Lifting Tools Required:
Jack with Jackstands or a lift

How you actually get the vehicle lifted is your choice. You can lift just one corner at a time, just the fronts or the rears at once, or all 4 corners if you want. Just make sure you are working in a safe and supported manner. Whatever you do, PLEASE DO NOT WORK UNDER THE CAR WITH JUST A HYDRAULIC JACK. A jack holds up the weight of a vehicle by holding pressure against a rubber seal only. That seal is no guarantee that the vehicle will remain up. A jack has no safety mechanisms to save your life should that seal break.

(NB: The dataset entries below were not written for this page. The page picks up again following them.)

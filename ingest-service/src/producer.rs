//! Directory producer.
//!
//! Reads article files laid out as `<source_dir>/<date>/<id>.json` and feeds
//! them to the ingestion queue. Files whose fingerprint the dedup store
//! already knows are skipped before they are enqueued.

use serde_json::Value;
use std::collections::HashSet;
use std::io::ErrorKind;
use std::path::{Path, PathBuf};
use tracing::{debug, info, instrument, warn};

use crate::{ServiceConfig, ServiceError};
use ingest_pipeline::{
    EnqueueMode, Fingerprinter, QueueError, QueueProducer, ShutdownHandle, ShutdownMode,
};
use ingest_repository::DedupStore;
use ingest_shared::{DeclaredKey, Fingerprint, RawDocument};

/// Files checked against the dedup store per batch.
const CHECK_BATCH_SIZE: usize = 500;

/// What one producer run did.
#[derive(Debug, Clone, Copy, Default, PartialEq, Eq)]
pub struct ProducerReport {
    /// Article files found under the source directory.
    pub found: usize,
    /// Skipped because the fingerprint was already known.
    pub already_present: usize,
    /// Files that could not be read.
    pub unreadable: usize,
    pub enqueued: usize,
}

/// Producer that scans a directory of dated article files.
#[derive(Debug, Clone)]
pub struct DirectoryProducer {
    source_dir: PathBuf,
    default_origin: String,
    limit: Option<usize>,
    fingerprinter: Fingerprinter,
}

impl DirectoryProducer {
    pub fn new(source_dir: impl Into<PathBuf>, default_origin: impl Into<String>) -> Self {
        Self {
            source_dir: source_dir.into(),
            default_origin: default_origin.into(),
            limit: None,
            fingerprinter: Fingerprinter::new(),
        }
    }

    pub fn from_config(config: &ServiceConfig) -> Self {
        Self::new(&config.source_dir, &config.default_origin).with_limit(config.limit)
    }

    /// Cap the number of documents enqueued per run.
    pub fn with_limit(mut self, limit: Option<usize>) -> Self {
        self.limit = limit;
        self
    }

    /// Every `*.json` file one level below a date directory, in path order.
    pub async fn scan(&self) -> Result<Vec<PathBuf>, ServiceError> {
        let mut date_dirs = Vec::new();
        let mut read_dir = match tokio::fs::read_dir(&self.source_dir).await {
            Ok(read_dir) => read_dir,
            Err(e) if e.kind() == ErrorKind::NotFound => {
                warn!(source_dir = %self.source_dir.display(), "Source directory not found");
                return Ok(Vec::new());
            }
            Err(e) => return Err(e.into()),
        };
        while let Some(entry) = read_dir.next_entry().await? {
            if entry.file_type().await?.is_dir() {
                date_dirs.push(entry.path());
            }
        }
        date_dirs.sort();

        let mut files = Vec::new();
        for dir in date_dirs {
            let mut entries = Vec::new();
            let mut read_dir = tokio::fs::read_dir(&dir).await?;
            while let Some(entry) = read_dir.next_entry().await? {
                let path = entry.path();
                if path.extension().and_then(|ext| ext.to_str()) == Some("json") {
                    entries.push(path);
                }
            }
            entries.sort();
            files.extend(entries);
        }
        Ok(files)
    }

    /// Build a document from the raw bytes of an article file.
    ///
    /// The payload is kept as-is. When it is a JSON object, `url` plus
    /// `published_at` (or `pubDate`) form the declared key and `source`
    /// names the origin.
    pub fn parse(&self, bytes: Vec<u8>) -> RawDocument {
        let object = match serde_json::from_slice::<Value>(&bytes) {
            Ok(Value::Object(object)) => Some(object),
            _ => None,
        };

        let text = |field: &str| {
            object
                .as_ref()
                .and_then(|o| o.get(field))
                .and_then(Value::as_str)
                .map(str::trim)
                .filter(|s| !s.is_empty())
                .map(String::from)
        };

        let origin = text("source").unwrap_or_else(|| self.default_origin.clone());
        let key = text("url").map(|url| {
            DeclaredKey::new(url, text("published_at").or_else(|| text("pubDate")))
        });

        RawDocument::new(origin, key, bytes)
    }

    pub async fn load(&self, path: &Path) -> Result<RawDocument, ServiceError> {
        let bytes = tokio::fs::read(path).await?;
        Ok(self.parse(bytes))
    }

    /// Scan the source directory and enqueue every document the dedup store
    /// has not seen, waiting for queue space as needed.
    ///
    /// Stops early once shutdown is requested or the queue closes.
    #[instrument(skip_all, fields(source_dir = %self.source_dir.display()))]
    pub async fn run(
        &self,
        producer: &QueueProducer,
        dedup: &dyn DedupStore,
        shutdown: &ShutdownHandle,
    ) -> Result<ProducerReport, ServiceError> {
        let files = self.scan().await?;
        let mut report = ProducerReport {
            found: files.len(),
            ..ProducerReport::default()
        };
        info!(found = report.found, "Scanned source directory");

        'batches: for batch in files.chunks(CHECK_BATCH_SIZE) {
            let mut documents = Vec::with_capacity(batch.len());
            for path in batch {
                match self.load(path).await {
                    Ok(document) => {
                        let fingerprint = self.fingerprinter.fingerprint(&document).ok();
                        documents.push((document, fingerprint));
                    }
                    Err(e) => {
                        warn!(path = %path.display(), error = %e, "Failed to read article file");
                        report.unreadable += 1;
                    }
                }
            }

            let known: Vec<Fingerprint> = documents.iter().filter_map(|(_, fp)| fp.clone()).collect();
            let missing: HashSet<Fingerprint> = dedup.missing(&known).into_iter().collect();

            for (document, fingerprint) in documents {
                if fingerprint.is_some_and(|fp| !missing.contains(&fp)) {
                    report.already_present += 1;
                    continue;
                }
                if self.limit.is_some_and(|limit| report.enqueued >= limit) {
                    info!(limit = ?self.limit, "Enqueue limit reached");
                    break 'batches;
                }
                if shutdown.mode() != ShutdownMode::Running {
                    info!("Shutdown requested, stopping producer");
                    break 'batches;
                }

                match producer.submit(document, EnqueueMode::Blocking).await {
                    Ok(ack) => {
                        debug!(document_id = %ack.document_id, "Enqueued article");
                        report.enqueued += 1;
                    }
                    Err(QueueError::Closed(_)) => {
                        warn!("Queue closed, stopping producer");
                        break 'batches;
                    }
                    Err(e) => return Err(e.into()),
                }
            }
        }

        info!(
            found = report.found,
            already_present = report.already_present,
            unreadable = report.unreadable,
            enqueued = report.enqueued,
            "Producer finished"
        );
        Ok(report)
    }
}

#[cfg(test)]
mod tests {
    use super::*;
    use ingest_pipeline::{bounded, DocumentProcessor, Orchestrator};
    use ingest_repository::{ArchiveSink, InMemoryDedupStore};
    use std::sync::Arc;

    fn write(root: &Path, date: &str, name: &str, body: &str) {
        let dir = root.join(date);
        std::fs::create_dir_all(&dir).unwrap();
        std::fs::write(dir.join(name), body).unwrap();
    }

    fn article(url: &str, date: &str) -> String {
        format!(r#"{{"title":"t","url":"{}","pubDate":"{}","source":"argos"}}"#, url, date)
    }

    #[test]
    fn test_parse_key_and_origin() {
        let producer = DirectoryProducer::new("unused", "raw_news");

        let doc = producer.parse(article("https://x/1", "2024-03-01").into_bytes());
        assert_eq!(doc.origin, "argos");
        let key = doc.key.unwrap();
        assert_eq!(key.url, "https://x/1");
        assert_eq!(key.published_at.as_deref(), Some("2024-03-01"));

        let doc = producer.parse(br#"{"url":"https://x/2","published_at":"2024-03-02"}"#.to_vec());
        assert_eq!(doc.origin, "raw_news");
        assert_eq!(doc.key.unwrap().published_at.as_deref(), Some("2024-03-02"));

        let doc = producer.parse(b"not json".to_vec());
        assert!(doc.key.is_none());
        assert_eq!(doc.payload, b"not json");
    }

    #[tokio::test]
    async fn test_scan_only_dated_json_files() {
        let dir = tempfile::tempdir().unwrap();
        write(dir.path(), "2024-03-02", "b.json", "{}");
        write(dir.path(), "2024-03-01", "a.json", "{}");
        write(dir.path(), "2024-03-01", "notes.txt", "x");
        std::fs::write(dir.path().join("stray.json"), "{}").unwrap();

        let files = DirectoryProducer::new(dir.path(), "raw_news").scan().await.unwrap();
        let names: Vec<_> = files
            .iter()
            .map(|p| p.file_name().unwrap().to_string_lossy().into_owned())
            .collect();
        assert_eq!(names, vec!["a.json", "b.json"]);

        let missing = DirectoryProducer::new(dir.path().join("absent"), "raw_news");
        assert!(missing.scan().await.unwrap().is_empty());
    }

    #[tokio::test]
    async fn test_run_skips_known_and_respects_limit() {
        let dir = tempfile::tempdir().unwrap();
        write(dir.path(), "2024-03-01", "a.json", &article("https://x/a", "2024-03-01"));
        write(dir.path(), "2024-03-01", "b.json", &article("https://x/b", "2024-03-01"));
        write(dir.path(), "2024-03-02", "c.json", &article("https://x/c", "2024-03-02"));

        let producer = DirectoryProducer::new(dir.path(), "raw_news");
        let known = producer.parse(article("https://x/a", "2024-03-01").into_bytes());
        let fp = Fingerprinter::new().fingerprint(&known).unwrap();
        let dedup = InMemoryDedupStore::with_committed([(fp, "c-a".to_string())]);

        let archive = tempfile::tempdir().unwrap();
        let orch = Orchestrator::new(
            DocumentProcessor::default(),
            Arc::new(InMemoryDedupStore::new()),
            Arc::new(ArchiveSink::new(archive.path())),
        );
        let (queue, consumer) = bounded(8).unwrap();

        let report = producer
            .clone()
            .with_limit(Some(1))
            .run(&queue, &dedup, &orch.shutdown_handle())
            .await
            .unwrap();

        assert_eq!(report.found, 3);
        assert_eq!(report.already_present, 1);
        assert_eq!(report.enqueued, 1);
        assert_eq!(queue.len(), 1);
        drop(consumer);
    }

    #[tokio::test]
    async fn test_run_stops_after_shutdown() {
        let dir = tempfile::tempdir().unwrap();
        write(dir.path(), "2024-03-01", "a.json", &article("https://x/a", "2024-03-01"));

        let archive = tempfile::tempdir().unwrap();
        let orch = Orchestrator::new(
            DocumentProcessor::default(),
            Arc::new(InMemoryDedupStore::new()),
            Arc::new(ArchiveSink::new(archive.path())),
        );
        orch.shutdown();

        let (queue, _consumer) = bounded(8).unwrap();
        let report = DirectoryProducer::new(dir.path(), "raw_news")
            .run(&queue, &InMemoryDedupStore::new(), &orch.shutdown_handle())
            .await
            .unwrap();

        assert_eq!(report.found, 1);
        assert_eq!(report.enqueued, 0);
    }
}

If there is enough demand, X5 World can create a DIY on jacking the E53 X5 up. I have a 2 post lift in my garage so the pictures will show the X5 on my lift.


Torque Specs:





Tools Required for Pad Changes:
19mm socket

16mm socket

7mm hex socket

Various rachet extensions

3/8" and 1/2" rachets

3/8" and 1/2" torque wrenches

Breaker Bar

6" C Clamp

Rubber Mallet

Needle nose pliers

Flat blade screw driver

Additional Tools Required for Rotor Changes:
6mm hex socket

Chemicals Required:
Brake Spray cleaner

Anti-sieze

Brake fluid

Optional Tools/Supplies:
Anti-squeal Paste

Flashlight

Goggles or eye protection

Drip pan

Brake caliper spreader

WD-40 or some other penetrating oil to loosen bolts

Gloves - mechanic's work gloves or rubber gloves

Compressed Air and Air Tools

Bungee cords

Cold beer for when the job is done

Now that you have got the vehicle lifted, we'll start with the front left wheel (driver's side USA spec).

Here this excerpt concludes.